Paul, whom we now call St. Paul, and the traditionally assumed writer to the Church in Thessolonika, wasn’t so saintly when attacking the new Jesus movement. In his conversion, however, he discovered a Jesus who rattled his cage and rumbled through the history of his life. He would never be the same again. He was transformed from being a persecuting enemy of the Church to a proclaimer of God’s Good News of inclusion and mercy. We hear Paul today commending the Church for its steadfastness and faith even as it grew in love amid the great difficulties and afflictions of God’s people in his day. My hope for you is that out of the mess of Hurricane Matthew that you too will grow in love for one another and God’s world.
So it is in today’s Gospel we find a Jesus who steps beyond convention according to his religion as a faithful Jew as practiced by some in his day. You might ask how so? He engages a rich tax collector who we know as Zacchaeus. Knowing what we do of tax collectors in ancient Palestine, he likely got rich by skimming off the top of the receipts he garnered from the citizenry. By definition he was one of the unclean.
Yet Jesus dares to engage Zacchaeus who has climbed the tree of curiosity in order to get a better view. In an act that would have shocked Jesus’ circle of acquaintances and even brought him scorn, Jesus invites himself to the home of an unclean broken sinner who many would have assumed was beyond God’s love and mercy. Notice what happens here and what leads to a change in Zacchaeus’ heart! It is not judgment from Jesus, telling Zacchaeus that he better get his act together that caused the transformation and new behavior. It was an act of care, of daring to cross the lines of convention and what was acceptable, meeting with respect a man who heretofore had probably experienced nothing but ostracization. Love called Zacchaeus to a new place, not judgment.

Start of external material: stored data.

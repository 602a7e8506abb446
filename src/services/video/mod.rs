//! Embedded video player lifecycle.
//!
//! The [`ReadinessGate`] loads the third-party embed once per page. The
//! [`BackgroundController`] owns the looping home and detail backgrounds and
//! the [`PreviewController`] owns the short segment preview in the work modal.
//! All three talk to the embed through [`EmbedApi`] and to the page through
//! [`Surface`].

/// Background player controller
pub mod background;
/// Embedding capability contract
pub mod embed;
/// Video service error types
pub mod error;
/// Autoplay-blocked policy
pub mod policy;
/// Preview player controller and segment monitor
pub mod preview;
/// Capability readiness gate
pub mod readiness;
/// Headless embed used by the simulator and tests
pub mod simulated;
/// Page mount point contract
pub mod surface;
/// Player and segment types
pub mod types;

pub(crate) mod task;

#[cfg(test)]
mod tests;

pub use background::{BackgroundController, SlotState};
pub use embed::{EmbedApi, EmbedPlayer, PlayerEventSender, PlayerEvents};
pub use error::VideoError;
pub use policy::{AutoplayOutcome, AutoplayPolicy};
pub use preview::{PreviewController, PreviewState};
pub use readiness::{ReadinessGate, ReadinessState};
pub use simulated::{
    ClockMode, JournalEntry, PlayerCommand, SimulatedEmbed, SimulatedPlayer, SimulationOptions,
};
pub use surface::{ElementState, MemorySurface, Surface, SurfaceFlags, Visibility};
pub use types::{
    ErrorCode, MountId, PlaybackTarget, PlayerEvent, PlayerOptions, PlayerState, PreviewSegment,
};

One more time we discover a Jesus who refuses to be contained in rigid, orthodox formulas of doctrinal correctness. He insisted that all are beloved sons and daughters of God, who does not rest in promoting the work of God’s Reign that recognizes that every human being is made in the image and likeness of God. It doesn’t mean that we or the people of the world always act out of that truth, but it is why we say bold and wildly crazy things like, “we will respect the dignity of every human being,” and will “work for justice and peace among all people” as our lived response to being disciples.
He is an inconvenient prophet in that way, isn’t he? The people’s experience is that when Jesus entered the scene, a new truth had shown up and they openly struggled with it. This is what the world is to see when you or I show up in the name of Christ, when we bear God’s Good News in Christ not only in our words, but in our example.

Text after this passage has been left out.